Seven selling resolutions to set you up for 2019 success
These simple changes will get LinkedIn working harder than ever to help you reach quota
January 15, 2019
A new year means new targets – and if you’re anything like my sales team, you’ll have come back from the Christmas holiday with renewed determination to meet them faster and push past them further. January is a month for selling resolutions: the hours you’ll work, the meetings you’ll book, the size of deals you’ll close. However, in between firing yourself up with targets and personal goals for the year ahead, take some time to make some subtler and simpler changes. Make sure that LinkedIn is working as hard as possible for you in 2019 and you’ll make sure you get full value from the other efforts you’re making.
I’ve pulled together a list of seven selling resolutions that I know make a big difference for the sales teams making most effective use of LinkedIn Sales Navigator. They’re drawn from the experiences of our clients, the advice of LinkedIn selling experts, and the evidence of LinkedIn data. Start putting them into practice this month, and I’m confident they’ll propel you towards your quota faster this year:
Resolution 1: Start refining your ideal customer profile
A closed deal isn’t just a closed deal. It’s also a new piece of data that gives more clarity as to what your ideal customer looks like. Go back over the biggest deals you’ve closed so far in your current role. Pay particular attention to those that are delivering the most onward value to the business. Look for the characteristics they have in common and then focus your attention on finding similar-looking prospects this year.

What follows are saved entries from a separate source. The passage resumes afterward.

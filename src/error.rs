//! Custom error types and handling
//!
//! This module defines the application's error types and implements
//! conversion to HTTP responses for the Axum framework.

use axum::{
    extract::rejection::JsonRejection,
    http::StatusCode,
    response::{IntoResponse, Response},
    Json,
};
use serde::Serialize;

/// Application-wide error type
#[derive(Debug, thiserror::Error)]
pub enum AppError {
    // Authentication errors
    #[error("Invalid credentials")]
    InvalidCredentials,

    #[error("Invalid token")]
    InvalidToken,

    #[error("Token expired")]
    TokenExpired,

    #[error("Unauthorized")]
    Unauthorized,

    // Validation errors
    #[error("Validation error: {0}")]
    Validation(String),

    // Resource errors
    #[error("Not found: {0}")]
    NotFound(String),

    #[error("Already exists: {0}")]
    AlreadyExists(String),

    // Database errors
    #[error("Database error: {0}")]
    Database(String),

    // Program execution errors
    #[error("Unsupported language: {0}")]
    UnsupportedLanguage(String),

    #[error("Toolchain unavailable: {0}")]
    ToolchainUnavailable(String),

    #[error("Compilation error: {0}")]
    CompilationError(String),

    #[error("Execution error: {0}")]
    ExecutionError(String),

    #[error("Timed out after {0} ms")]
    Timeout(u64),

    // Internal errors
    #[error("Internal server error")]
    Internal(#[from] anyhow::Error),
}

/// Error response body
#[derive(Debug, Serialize)]
pub struct ErrorResponse {
    pub error: String,
    pub code: String,
}

impl AppError {
    /// Get the error code for this error type
    pub fn error_code(&self) -> &'static str {
        match self {
            Self::InvalidCredentials => "INVALID_CREDENTIALS",
            Self::InvalidToken => "INVALID_TOKEN",
            Self::TokenExpired => "TOKEN_EXPIRED",
            Self::Unauthorized => "UNAUTHORIZED",
            Self::Validation(_) => "VALIDATION_ERROR",
            Self::NotFound(_) => "NOT_FOUND",
            Self::AlreadyExists(_) => "ALREADY_EXISTS",
            Self::Database(_) => "DATABASE_ERROR",
            Self::UnsupportedLanguage(_) => "UNSUPPORTED_LANGUAGE",
            Self::ToolchainUnavailable(_) => "TOOLCHAIN_UNAVAILABLE",
            Self::CompilationError(_) => "COMPILATION_ERROR",
            Self::ExecutionError(_) => "EXECUTION_ERROR",
            Self::Timeout(_) => "TIMEOUT",
            Self::Internal(_) => "INTERNAL_ERROR",
        }
    }

    /// Get the HTTP status code for this error
    pub fn status_code(&self) -> StatusCode {
        match self {
            Self::InvalidCredentials | Self::InvalidToken | Self::TokenExpired => {
                StatusCode::UNAUTHORIZED
            }
            Self::Unauthorized => StatusCode::UNAUTHORIZED,
            Self::Validation(_) => StatusCode::BAD_REQUEST,
            Self::NotFound(_) => StatusCode::NOT_FOUND,
            Self::AlreadyExists(_) => StatusCode::CONFLICT,
            Self::UnsupportedLanguage(_)
            | Self::ToolchainUnavailable(_)
            | Self::CompilationError(_)
            | Self::ExecutionError(_)
            | Self::Timeout(_) => StatusCode::BAD_REQUEST,
            Self::Database(_) | Self::Internal(_) => StatusCode::INTERNAL_SERVER_ERROR,
        }
    }
}

impl IntoResponse for AppError {
    fn into_response(self) -> Response {
        let status = self.status_code();

        // Log internal errors but don't expose details to clients
        let message = match &self {
            AppError::Internal(e) => {
                tracing::error!("Internal error: {:?}", e);
                "An internal error occurred".to_string()
            }
            AppError::Database(e) => {
                tracing::error!("Database error: {}", e);
                "A database error occurred".to_string()
            }
            _ => self.to_string(),
        };

        let body = ErrorResponse {
            error: message,
            code: self.error_code().to_string(),
        };

        (status, Json(body)).into_response()
    }
}

// Implement From for common error types
impl From<sqlx::Error> for AppError {
    fn from(err: sqlx::Error) -> Self {
        match err {
            sqlx::Error::RowNotFound => AppError::NotFound("Resource not found".to_string()),
            sqlx::Error::Database(db_err) => {
                if db_err.is_unique_violation() {
                    AppError::AlreadyExists("Resource already exists".to_string())
                } else if db_err.is_foreign_key_violation() {
                    AppError::Validation("Referenced resource does not exist".to_string())
                } else {
                    AppError::Database(db_err.to_string())
                }
            }
            _ => AppError::Database(err.to_string()),
        }
    }
}

impl From<jsonwebtoken::errors::Error> for AppError {
    fn from(err: jsonwebtoken::errors::Error) -> Self {
        match err.kind() {
            jsonwebtoken::errors::ErrorKind::ExpiredSignature => AppError::TokenExpired,
            _ => AppError::InvalidToken,
        }
    }
}

impl From<validator::ValidationErrors> for AppError {
    fn from(err: validator::ValidationErrors) -> Self {
        AppError::Validation(err.to_string())
    }
}

impl From<JsonRejection> for AppError {
    fn from(rejection: JsonRejection) -> Self {
        AppError::Validation(rejection.body_text())
    }
}

impl From<std::io::Error> for AppError {
    fn from(err: std::io::Error) -> Self {
        AppError::Internal(err.into())
    }
}

/// Result type alias using AppError
pub type AppResult<T> = Result<T, AppError>;

#[cfg(test)]
mod tests {
    use super::*;

    #[test]
    fn test_pipeline_errors_are_client_errors() {
        let errors = [
            AppError::UnsupportedLanguage("rb".to_string()),
            AppError::ToolchainUnavailable("python".to_string()),
            AppError::CompilationError("expected ';'".to_string()),
            AppError::ExecutionError("exit code 1".to_string()),
            AppError::Timeout(10_000),
            AppError::Validation("bad body".to_string()),
        ];

        for error in errors {
            assert_eq!(error.status_code(), StatusCode::BAD_REQUEST, "{error}");
        }
    }

    #[test]
    fn test_not_found_maps_to_404() {
        let error = AppError::NotFound("Generator file not found".to_string());
        assert_eq!(error.status_code(), StatusCode::NOT_FOUND);
        assert_eq!(error.error_code(), "NOT_FOUND");
    }

    #[test]
    fn test_compilation_error_keeps_diagnostic() {
        let error = AppError::CompilationError("sol.cpp:3: error: expected ';'".to_string());
        assert!(error.to_string().contains("expected ';'"));
    }

    #[test]
    fn test_row_not_found_becomes_not_found() {
        let error: AppError = sqlx::Error::RowNotFound.into();
        assert!(matches!(error, AppError::NotFound(_)));
    }
}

Resolution 2: Nurture the connectors in your network
Warm introductions have real value in modern selling – but not all warm introductions are equal. This year, invest some time in securing the type of willing, credible introductions that can make a real difference. As part of your prospecting, identify the connections you already have that can secure you the highest number of relevant referrals. If they’re not connections you’re particularly close with, then make an effort to change that: invite them for coffee, share content about a mutual interest directly with them, work hard to find a way to add value. Reinforce the relationships that can do most for you.
Resolution 3: Broaden your range of situational triggers
The more relevant signals of opportunity that you’re primed to respond to, the more relevant opportunities you’ll find. Alerts of management changes through Sales Navigator are one of the clearest and most dependable signals that an account is suddenly a more promising target – but they are not the only ones out there. Scan your news feed for other potential catalysts of change: recent funding events or acquisitions, or evidence that a business might have missed a KPI. It can be very telling what people in and around a business are sharing.
Resolution 4: Challenge yourself to give value first
Why do so many sellers introduce themselves with a thinly disguised product message? Because it’s the easy thing to do. After all, you know your product details inside out. However, your prospects know this just as much as you do… they know that you’re being lazy.
Starting out with a determination to find common ground and add value before you start selling is harder. However, if you’ve identified a timely and valuable opportunity then it’s well worth the effort. Identify the points you have in common with a prospect where your expertise and experience will be valued. Is this an important time of year for an interest or hobby you both share? Is something in your shared educational background particularly relevant to the role they’re in? Do you have a view on LinkedIn posts they’ve commented on? Research which of these points is likely to have most resonance with that person at that moment. It may be relevant to the solution you’re selling; it may not. But be a person, make a real connection and earn the right to the conversation you want later on.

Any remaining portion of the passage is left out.